Top of PROVIDED DATA

//! Asynchronous name-resolution gateway
//!
//! Wraps the runtime resolver with a per-request timeout. Every call
//! produces exactly one outcome: a resolved address carrying the
//! caller-supplied port, or a [`ResolveError`]. Timeout, an empty answer,
//! and a lookup failure all surface through the same error branch.

use crate::error::ResolveError;
use crate::socks::TargetAddr;
use std::net::SocketAddr;
use std::time::Duration;
use tokio::net::lookup_host;
use tracing::{debug, warn};

/// Default per-request resolve timeout in seconds
pub const DEFAULT_DNS_TIMEOUT_SECS: f64 = 10.0;

/// Name resolver with a per-request timeout.
#[derive(Debug, Clone)]
pub struct Resolver {
    timeout: Duration,
}

impl Resolver {
    /// Create a resolver with the given per-request timeout.
    pub fn new(timeout: Duration) -> Self {
        Resolver { timeout }
    }

    /// Create a resolver from a timeout in (possibly fractional) seconds.
    pub fn from_secs_f64(secs: f64) -> Self {
        Resolver {
            timeout: Duration::from_secs_f64(secs),
        }
    }

    /// The configured per-request timeout.
    pub fn timeout(&self) -> Duration {
        self.timeout
    }

    /// Resolve `host` and return the first address with `port` attached.
    pub async fn resolve(&self, host: &str, port: u16) -> Result<SocketAddr, ResolveError> {
        debug!("resolving {}:{} (timeout {:?})", host, port, self.timeout);
        let lookup = lookup_host((host, port));
        match tokio::time::timeout(self.timeout, lookup).await {
            Err(_) => {
                warn!("resolving {} timed out", host);
                Err(ResolveError::TimedOut {
                    host: host.to_string(),
                })
            }
            Ok(Err(source)) => Err(ResolveError::Lookup {
                host: host.to_string(),
                source,
            }),
            Ok(Ok(mut addrs)) => match addrs.next() {
                Some(addr) => {
                    debug!("{} resolved to {}", host, addr);
                    Ok(addr)
                }
                None => Err(ResolveError::Empty {
                    host: host.to_string(),
                }),
            },
        }
    }

    /// Resolve a SOCKS target. IP literals pass through untouched.
    pub async fn resolve_target(&self, target: &TargetAddr) -> Result<SocketAddr, ResolveError> {
        match target {
            TargetAddr::Ip(addr) => Ok(*addr),
            TargetAddr::Domain(host, port) => self.resolve(host, *port).await,
        }
    }
}

impl Default for Resolver {
    fn default() -> Self {
        Resolver::from_secs_f64(DEFAULT_DNS_TIMEOUT_SECS)
    }
}

#[cfg(test)]
mod tests {
    use super::*;
    use std::net::{IpAddr, Ipv4Addr};

    #[test]
    fn test_default_timeout() {
        let resolver = Resolver::default();
        assert_eq!(resolver.timeout(), Duration::from_secs(10));
    }

    #[tokio::test]
    async fn test_resolve_target_ip_literal_passes_through() {
        // Zero timeout: an IP literal must still succeed because the
        // resolver is never consulted.
        let resolver = Resolver::new(Duration::from_secs(0));
        let target = TargetAddr::ipv4(Ipv4Addr::new(192, 0, 2, 1), 8080);
        let addr = resolver.resolve_target(&target).await.unwrap();
        assert_eq!(addr.ip(), IpAddr::V4(Ipv4Addr::new(192, 0, 2, 1)));
        assert_eq!(addr.port(), 8080);
    }

    #[tokio::test]
    async fn test_resolve_keeps_caller_port() {
        let resolver = Resolver::default();
        let addr = resolver.resolve("localhost", 4242).await.unwrap();
        assert_eq!(addr.port(), 4242);
        assert!(addr.ip().is_loopback());
    }

    #[tokio::test]
    async fn test_resolve_failure_is_single_error() {
        let resolver = Resolver::default();
        let result = resolver
            .resolve("this-host-does-not-exist-4242.invalid", 80)
            .await;
        assert!(result.is_err());
    }

    #[tokio::test]
    async fn test_resolve_zero_timeout_times_out() {
        // A zero-length budget forces the timeout branch even against a
        // fast resolver; the outcome must be exactly one error.
        let resolver = Resolver::new(Duration::from_nanos(1));
        let result = resolver
            .resolve("this-host-does-not-exist-4242.invalid", 80)
            .await;
        match result {
            Err(ResolveError::TimedOut { host }) => {
                assert_eq!(host, "this-host-does-not-exist-4242.invalid");
            }
            Err(_) => {} // lookup may fail before the timer on some systems
            Ok(addr) => panic!("unexpected resolution: {}", addr),
        }
    }
}
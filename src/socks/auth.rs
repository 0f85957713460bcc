//! SOCKS5 authentication policy
//!
//! Selects the negotiation method the server insists on and verifies
//! RFC 1929 credentials. Dynamic passwords are checked through an
//! externally supplied provider.

use super::consts::*;
use std::fmt;
use std::sync::Arc;

/// External dynamic-password verifier.
///
/// Implementations are supplied by the embedding application; the server
/// calls them synchronously from the sub-negotiation step.
pub trait DynamicAuth: Send + Sync {
    /// Check a username/password pair.
    fn authenticate(&self, username: &str, password: &str) -> bool;
}

/// How a connection must authenticate.
#[derive(Clone)]
pub enum AuthPolicy {
    /// Accept only the no-authentication method
    NoAuth,
    /// Username/password checked against configured credentials
    Static {
        /// Expected username
        username: String,
        /// Expected password
        password: String,
    },
    /// Username/password checked by an external provider
    Dynamic(Arc<dyn DynamicAuth>),
}

impl AuthPolicy {
    /// Whether this policy skips the sub-negotiation entirely.
    pub fn is_no_auth(&self) -> bool {
        matches!(self, AuthPolicy::NoAuth)
    }

    /// The single method byte this policy accepts during negotiation.
    pub fn required_method(&self) -> u8 {
        if self.is_no_auth() {
            SOCKS5_AUTH_METHOD_NONE
        } else {
            SOCKS5_AUTH_METHOD_PASSWORD
        }
    }

    /// Verify a received username/password pair.
    pub fn verify(&self, username: &[u8], password: &[u8]) -> bool {
        match self {
            AuthPolicy::NoAuth => true,
            AuthPolicy::Static {
                username: expected_user,
                password: expected_pass,
            } => username == expected_user.as_bytes() && password == expected_pass.as_bytes(),
            AuthPolicy::Dynamic(provider) => {
                match (std::str::from_utf8(username), std::str::from_utf8(password)) {
                    (Ok(user), Ok(pass)) => provider.authenticate(user, pass),
                    _ => false,
                }
            }
        }
    }
}

impl fmt::Debug for AuthPolicy {
    fn fmt(&self, f: &mut fmt::Formatter<'_>) -> fmt::Result {
        match self {
            AuthPolicy::NoAuth => f.write_str("NoAuth"),
            AuthPolicy::Static { username, .. } => {
                f.debug_struct("Static").field("username", username).finish()
            }
            AuthPolicy::Dynamic(_) => f.write_str("Dynamic"),
        }
    }
}

#[cfg(test)]
mod tests {
    use super::*;

    struct RejectAll;
    impl DynamicAuth for RejectAll {
        fn authenticate(&self, _username: &str, _password: &str) -> bool {
            false
        }
    }

    struct AcceptPair;
    impl DynamicAuth for AcceptPair {
        fn authenticate(&self, username: &str, password: &str) -> bool {
            username == "dyn" && password == "amic"
        }
    }

    #[test]
    fn test_required_method() {
        assert_eq!(AuthPolicy::NoAuth.required_method(), SOCKS5_AUTH_METHOD_NONE);
        let policy = AuthPolicy::Static {
            username: "u".to_string(),
            password: "p".to_string(),
        };
        assert_eq!(policy.required_method(), SOCKS5_AUTH_METHOD_PASSWORD);
        assert!(!policy.is_no_auth());
    }

    #[test]
    fn test_static_verify() {
        let policy = AuthPolicy::Static {
            username: "user".to_string(),
            password: "pass".to_string(),
        };
        assert!(policy.verify(b"user", b"pass"));
        assert!(!policy.verify(b"user", b"wrong"));
        assert!(!policy.verify(b"other", b"pass"));
        assert!(!policy.verify(b"", b""));
    }

    #[test]
    fn test_dynamic_verify() {
        let policy = AuthPolicy::Dynamic(Arc::new(AcceptPair));
        assert!(policy.verify(b"dyn", b"amic"));
        assert!(!policy.verify(b"dyn", b"wrong"));

        let policy = AuthPolicy::Dynamic(Arc::new(RejectAll));
        assert!(!policy.verify(b"any", b"thing"));
    }

    #[test]
    fn test_dynamic_verify_rejects_invalid_utf8() {
        let policy = AuthPolicy::Dynamic(Arc::new(AcceptPair));
        assert!(!policy.verify(&[0xFF, 0xFE], b"amic"));
        assert!(!policy.verify(b"dyn", &[0xFF]));
    }

    #[test]
    fn test_debug_does_not_leak_password() {
        let policy = AuthPolicy::Static {
            username: "user".to_string(),
            password: "secret".to_string(),
        };
        let rendered = format!("{:?}", policy);
        assert!(rendered.contains("user"));
        assert!(!rendered.contains("secret"));
    }
}
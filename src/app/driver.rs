use crate::chain::{Dispatch, LogChain};
use crate::domain::{ChainError, LogMessage, Severity};
use std::io::Write;

/// The demonstration calls, one per severity, in issue order.
pub const DEMO_MESSAGES: [LogMessage<'static>; 3] = [
    LogMessage::new(Severity::Info, "This is a INFO Log"),
    LogMessage::new(Severity::Debug, "This is a DEBUG Log"),
    LogMessage::new(Severity::Error, "This is a ERROR Log"),
];

/// Issues every demonstration message through `chain` to process stdout.
pub fn run_demo(chain: &LogChain) -> Result<Vec<Dispatch>, ChainError> {
    tracing::info!(order = ?chain.order(), "Running demonstration scenario");

    let outcomes = DEMO_MESSAGES
        .iter()
        .map(|message| chain.log(message.severity, message.text))
        .collect::<Result<Vec<_>, _>>()?;

    report(&outcomes);
    Ok(outcomes)
}

/// Same scenario as `run_demo`, written to `out`.
pub fn run_demo_to<W: Write + ?Sized>(
    chain: &LogChain,
    out: &mut W,
) -> Result<Vec<Dispatch>, ChainError> {
    tracing::info!(order = ?chain.order(), "Running demonstration scenario");

    let outcomes = DEMO_MESSAGES
        .iter()
        .map(|message| chain.dispatch(out, *message))
        .collect::<Result<Vec<_>, _>>()?;

    report(&outcomes);
    Ok(outcomes)
}

fn report(outcomes: &[Dispatch]) {
    let handled = outcomes.iter().filter(|d| d.is_handled()).count();
    tracing::info!(
        handled = handled,
        dropped = outcomes.len() - handled,
        "Demonstration scenario finished"
    );
}

#[cfg(test)]
mod tests {
    use super::*;

    #[test]
    fn test_demo_output() {
        let mut out = Vec::new();
        let outcomes = run_demo_to(&LogChain::standard(), &mut out).unwrap();

        assert_eq!(
            String::from_utf8(out).unwrap(),
            "Info Log: This is a INFO Log\n\
             Debug Log: This is a DEBUG Log\n\
             Error Log: This is a ERROR Log\n"
        );
        assert_eq!(
            outcomes,
            vec![
                Dispatch::Handled(Severity::Info),
                Dispatch::Handled(Severity::Debug),
                Dispatch::Handled(Severity::Error),
            ]
        );
    }

    #[test]
    fn test_demo_with_partial_chain() {
        let mut out = Vec::new();
        let chain = LogChain::from_order(&[Severity::Debug]);
        let outcomes = run_demo_to(&chain, &mut out).unwrap();

        assert_eq!(String::from_utf8(out).unwrap(), "Debug Log: This is a DEBUG Log\n");
        assert_eq!(
            outcomes,
            vec![
                Dispatch::Dropped,
                Dispatch::Handled(Severity::Debug),
                Dispatch::Dropped,
            ]
        );
    }
}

Bottom of PROVIDED DATA

### WHAT THIS TASK INVOLVES
The answer must consist of every line from the data that holds the string "tracing".

### SOLUTION TO THE EXERCISE
use tracing::{debug, warn};
    tracing::info!(order = ?chain.order(), "Running demonstration scenario");
    tracing::info!(order = ?chain.order(), "Running demonstration scenario");
    tracing::info!(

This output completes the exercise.